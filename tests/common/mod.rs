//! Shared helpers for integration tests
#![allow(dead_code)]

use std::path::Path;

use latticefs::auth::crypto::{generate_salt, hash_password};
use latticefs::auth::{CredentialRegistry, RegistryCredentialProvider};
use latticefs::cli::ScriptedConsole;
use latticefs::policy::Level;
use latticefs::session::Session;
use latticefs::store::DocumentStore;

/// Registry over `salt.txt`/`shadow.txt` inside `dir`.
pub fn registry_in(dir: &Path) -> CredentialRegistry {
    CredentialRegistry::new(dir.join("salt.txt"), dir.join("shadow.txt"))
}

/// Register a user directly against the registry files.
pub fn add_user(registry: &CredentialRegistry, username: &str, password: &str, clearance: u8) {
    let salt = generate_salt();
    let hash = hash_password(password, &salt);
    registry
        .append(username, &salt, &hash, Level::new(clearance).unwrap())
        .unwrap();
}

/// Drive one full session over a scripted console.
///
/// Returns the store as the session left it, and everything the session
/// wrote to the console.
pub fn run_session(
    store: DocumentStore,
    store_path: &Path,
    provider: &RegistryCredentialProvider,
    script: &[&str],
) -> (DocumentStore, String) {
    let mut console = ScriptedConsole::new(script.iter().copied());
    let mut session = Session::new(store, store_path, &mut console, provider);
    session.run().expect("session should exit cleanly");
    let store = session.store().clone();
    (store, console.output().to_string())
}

-------------------------

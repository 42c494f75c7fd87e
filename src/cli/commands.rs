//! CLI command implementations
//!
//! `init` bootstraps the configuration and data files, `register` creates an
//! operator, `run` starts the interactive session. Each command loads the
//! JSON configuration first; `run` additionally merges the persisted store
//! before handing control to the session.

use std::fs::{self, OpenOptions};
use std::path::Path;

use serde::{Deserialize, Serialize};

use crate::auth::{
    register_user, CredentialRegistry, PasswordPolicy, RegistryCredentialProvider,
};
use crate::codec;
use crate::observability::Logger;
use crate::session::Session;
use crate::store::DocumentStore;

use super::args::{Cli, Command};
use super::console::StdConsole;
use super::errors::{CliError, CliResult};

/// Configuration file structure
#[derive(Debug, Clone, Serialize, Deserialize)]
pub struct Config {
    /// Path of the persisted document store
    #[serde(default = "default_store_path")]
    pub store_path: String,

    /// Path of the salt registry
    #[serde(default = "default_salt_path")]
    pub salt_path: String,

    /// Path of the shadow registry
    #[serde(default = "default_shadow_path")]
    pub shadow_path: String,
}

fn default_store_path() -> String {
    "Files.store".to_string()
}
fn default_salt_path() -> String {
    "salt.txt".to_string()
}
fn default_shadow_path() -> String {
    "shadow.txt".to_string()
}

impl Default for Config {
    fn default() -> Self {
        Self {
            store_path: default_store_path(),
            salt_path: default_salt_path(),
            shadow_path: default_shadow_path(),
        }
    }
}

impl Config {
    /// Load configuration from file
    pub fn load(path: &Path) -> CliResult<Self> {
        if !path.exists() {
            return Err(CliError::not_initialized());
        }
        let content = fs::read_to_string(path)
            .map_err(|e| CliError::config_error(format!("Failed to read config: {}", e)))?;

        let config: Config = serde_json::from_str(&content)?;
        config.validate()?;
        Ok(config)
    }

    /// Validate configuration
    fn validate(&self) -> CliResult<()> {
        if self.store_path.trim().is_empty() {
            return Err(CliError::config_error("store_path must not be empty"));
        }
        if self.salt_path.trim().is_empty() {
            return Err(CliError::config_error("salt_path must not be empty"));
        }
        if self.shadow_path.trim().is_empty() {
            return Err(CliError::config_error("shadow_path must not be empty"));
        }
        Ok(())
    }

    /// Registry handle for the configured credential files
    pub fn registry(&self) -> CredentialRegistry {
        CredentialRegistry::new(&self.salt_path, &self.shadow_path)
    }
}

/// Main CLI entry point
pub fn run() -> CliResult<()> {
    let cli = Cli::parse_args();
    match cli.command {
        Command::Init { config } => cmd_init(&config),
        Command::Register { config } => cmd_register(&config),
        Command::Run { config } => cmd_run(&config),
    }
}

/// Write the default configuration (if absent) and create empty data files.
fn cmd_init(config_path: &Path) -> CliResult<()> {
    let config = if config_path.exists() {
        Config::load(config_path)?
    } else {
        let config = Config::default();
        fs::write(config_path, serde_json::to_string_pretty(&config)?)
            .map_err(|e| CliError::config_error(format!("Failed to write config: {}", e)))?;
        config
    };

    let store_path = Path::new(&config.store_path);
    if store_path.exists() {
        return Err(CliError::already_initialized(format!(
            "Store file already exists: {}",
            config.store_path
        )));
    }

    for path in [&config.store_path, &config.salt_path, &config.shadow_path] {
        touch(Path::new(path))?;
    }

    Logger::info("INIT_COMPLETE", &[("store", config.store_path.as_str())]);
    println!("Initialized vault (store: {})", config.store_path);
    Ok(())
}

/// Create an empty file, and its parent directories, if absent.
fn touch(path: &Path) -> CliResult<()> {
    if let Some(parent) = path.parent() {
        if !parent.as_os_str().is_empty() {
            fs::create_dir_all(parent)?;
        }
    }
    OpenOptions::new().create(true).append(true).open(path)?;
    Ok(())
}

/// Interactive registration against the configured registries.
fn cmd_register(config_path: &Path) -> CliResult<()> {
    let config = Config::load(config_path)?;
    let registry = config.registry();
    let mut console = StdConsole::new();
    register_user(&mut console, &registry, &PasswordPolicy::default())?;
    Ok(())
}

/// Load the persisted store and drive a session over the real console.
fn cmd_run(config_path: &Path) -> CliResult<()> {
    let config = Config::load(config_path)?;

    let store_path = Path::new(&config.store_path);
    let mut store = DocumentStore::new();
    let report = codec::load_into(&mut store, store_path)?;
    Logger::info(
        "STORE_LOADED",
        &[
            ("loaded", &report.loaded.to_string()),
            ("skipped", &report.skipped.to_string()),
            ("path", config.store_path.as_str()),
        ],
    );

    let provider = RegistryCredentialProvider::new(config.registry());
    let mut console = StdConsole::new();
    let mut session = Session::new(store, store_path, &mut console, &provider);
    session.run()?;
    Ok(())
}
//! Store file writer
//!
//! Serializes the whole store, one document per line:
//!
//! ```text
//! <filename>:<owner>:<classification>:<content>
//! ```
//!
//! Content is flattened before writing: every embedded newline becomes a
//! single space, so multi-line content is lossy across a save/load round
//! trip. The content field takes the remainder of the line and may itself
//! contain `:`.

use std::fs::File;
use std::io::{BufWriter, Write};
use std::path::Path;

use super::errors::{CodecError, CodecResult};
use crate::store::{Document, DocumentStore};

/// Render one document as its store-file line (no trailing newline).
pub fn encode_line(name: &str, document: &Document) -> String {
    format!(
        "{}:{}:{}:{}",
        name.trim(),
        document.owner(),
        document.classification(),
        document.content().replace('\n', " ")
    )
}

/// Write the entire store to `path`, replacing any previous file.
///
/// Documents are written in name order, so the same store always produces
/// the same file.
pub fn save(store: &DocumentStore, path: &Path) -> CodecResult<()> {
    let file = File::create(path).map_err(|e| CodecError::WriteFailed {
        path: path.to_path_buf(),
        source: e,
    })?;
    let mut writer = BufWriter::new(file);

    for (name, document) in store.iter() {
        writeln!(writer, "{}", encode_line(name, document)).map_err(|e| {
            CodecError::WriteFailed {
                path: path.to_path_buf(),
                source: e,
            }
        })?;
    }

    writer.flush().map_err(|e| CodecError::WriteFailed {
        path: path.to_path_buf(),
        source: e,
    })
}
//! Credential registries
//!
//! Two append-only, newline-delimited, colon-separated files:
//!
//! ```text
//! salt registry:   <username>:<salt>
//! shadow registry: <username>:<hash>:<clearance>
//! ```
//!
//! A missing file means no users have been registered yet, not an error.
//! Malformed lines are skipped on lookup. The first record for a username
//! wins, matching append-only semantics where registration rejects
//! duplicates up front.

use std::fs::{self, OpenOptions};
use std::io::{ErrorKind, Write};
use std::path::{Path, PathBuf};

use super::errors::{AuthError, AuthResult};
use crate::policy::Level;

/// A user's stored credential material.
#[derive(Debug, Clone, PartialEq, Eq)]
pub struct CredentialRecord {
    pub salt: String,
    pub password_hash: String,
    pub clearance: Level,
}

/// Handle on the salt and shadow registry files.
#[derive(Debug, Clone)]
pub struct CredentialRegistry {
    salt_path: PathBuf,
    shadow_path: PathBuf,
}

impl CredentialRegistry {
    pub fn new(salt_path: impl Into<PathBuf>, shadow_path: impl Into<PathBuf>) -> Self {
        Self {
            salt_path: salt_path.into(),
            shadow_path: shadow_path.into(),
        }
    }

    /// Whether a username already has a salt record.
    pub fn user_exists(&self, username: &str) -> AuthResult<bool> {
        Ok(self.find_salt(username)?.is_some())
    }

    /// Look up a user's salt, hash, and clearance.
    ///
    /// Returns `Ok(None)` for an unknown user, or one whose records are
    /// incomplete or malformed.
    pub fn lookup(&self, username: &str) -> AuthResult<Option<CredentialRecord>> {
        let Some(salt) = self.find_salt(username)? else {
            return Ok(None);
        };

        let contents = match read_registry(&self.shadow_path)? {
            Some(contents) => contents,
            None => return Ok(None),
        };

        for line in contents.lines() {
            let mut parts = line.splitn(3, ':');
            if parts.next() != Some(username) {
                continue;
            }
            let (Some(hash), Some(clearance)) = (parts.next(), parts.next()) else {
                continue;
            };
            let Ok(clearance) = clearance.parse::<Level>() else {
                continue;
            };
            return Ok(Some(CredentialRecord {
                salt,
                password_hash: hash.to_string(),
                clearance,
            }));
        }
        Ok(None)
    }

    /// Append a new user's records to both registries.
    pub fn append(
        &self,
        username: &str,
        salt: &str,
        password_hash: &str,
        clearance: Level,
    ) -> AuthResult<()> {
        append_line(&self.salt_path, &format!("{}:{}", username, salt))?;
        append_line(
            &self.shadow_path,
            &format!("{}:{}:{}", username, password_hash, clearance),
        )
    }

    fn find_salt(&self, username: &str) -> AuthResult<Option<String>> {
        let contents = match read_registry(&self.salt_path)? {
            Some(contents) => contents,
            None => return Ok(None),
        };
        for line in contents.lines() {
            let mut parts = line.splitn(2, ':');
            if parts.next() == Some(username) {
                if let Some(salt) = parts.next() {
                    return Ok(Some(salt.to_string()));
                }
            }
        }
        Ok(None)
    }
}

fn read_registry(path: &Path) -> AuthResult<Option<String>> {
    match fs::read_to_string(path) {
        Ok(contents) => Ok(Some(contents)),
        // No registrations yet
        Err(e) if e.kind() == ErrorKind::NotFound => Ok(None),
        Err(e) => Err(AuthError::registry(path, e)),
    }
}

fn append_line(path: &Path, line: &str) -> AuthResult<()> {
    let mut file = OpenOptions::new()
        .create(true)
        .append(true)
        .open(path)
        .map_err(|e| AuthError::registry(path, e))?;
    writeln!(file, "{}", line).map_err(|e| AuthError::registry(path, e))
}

-------------------------

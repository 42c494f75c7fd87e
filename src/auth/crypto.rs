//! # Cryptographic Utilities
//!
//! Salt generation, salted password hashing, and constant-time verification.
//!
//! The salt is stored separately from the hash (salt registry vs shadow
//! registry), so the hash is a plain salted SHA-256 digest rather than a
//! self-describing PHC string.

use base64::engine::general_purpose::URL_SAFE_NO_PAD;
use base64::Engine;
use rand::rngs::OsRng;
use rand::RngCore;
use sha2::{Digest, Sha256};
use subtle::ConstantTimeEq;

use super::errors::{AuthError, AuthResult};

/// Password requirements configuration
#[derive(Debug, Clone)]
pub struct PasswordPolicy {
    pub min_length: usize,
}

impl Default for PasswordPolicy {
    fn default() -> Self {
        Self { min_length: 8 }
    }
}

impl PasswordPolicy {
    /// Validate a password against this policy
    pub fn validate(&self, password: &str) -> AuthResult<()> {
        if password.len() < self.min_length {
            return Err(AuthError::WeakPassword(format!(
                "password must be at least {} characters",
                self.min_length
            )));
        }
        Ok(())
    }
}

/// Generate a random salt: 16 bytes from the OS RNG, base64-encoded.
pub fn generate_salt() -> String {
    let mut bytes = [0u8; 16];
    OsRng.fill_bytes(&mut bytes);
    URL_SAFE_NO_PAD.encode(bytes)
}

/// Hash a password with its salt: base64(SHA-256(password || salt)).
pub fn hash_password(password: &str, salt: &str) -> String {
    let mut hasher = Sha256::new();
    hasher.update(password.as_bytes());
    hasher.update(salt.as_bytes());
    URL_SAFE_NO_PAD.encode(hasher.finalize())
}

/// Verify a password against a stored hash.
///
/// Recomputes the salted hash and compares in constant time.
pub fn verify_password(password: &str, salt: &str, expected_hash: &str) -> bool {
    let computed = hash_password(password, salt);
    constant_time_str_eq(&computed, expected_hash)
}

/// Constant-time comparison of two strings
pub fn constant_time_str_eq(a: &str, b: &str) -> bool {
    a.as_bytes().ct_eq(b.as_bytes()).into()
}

-------------------------

Problem to work on
When you reach the line containing "filename tests/common/mod.rs" in the data above, start copying exactly, and stop after the line containing "use latticefs::store::DocumentStore;".

Written reply
filename tests/common/mod.rs
//! Shared helpers for integration tests
#![allow(dead_code)]

use std::path::Path;

use latticefs::auth::crypto::{generate_salt, hash_password};
use latticefs::auth::{CredentialRegistry, RegistryCredentialProvider};
use latticefs::cli::ScriptedConsole;
use latticefs::policy::Level;
use latticefs::session::Session;
use latticefs::store::DocumentStore;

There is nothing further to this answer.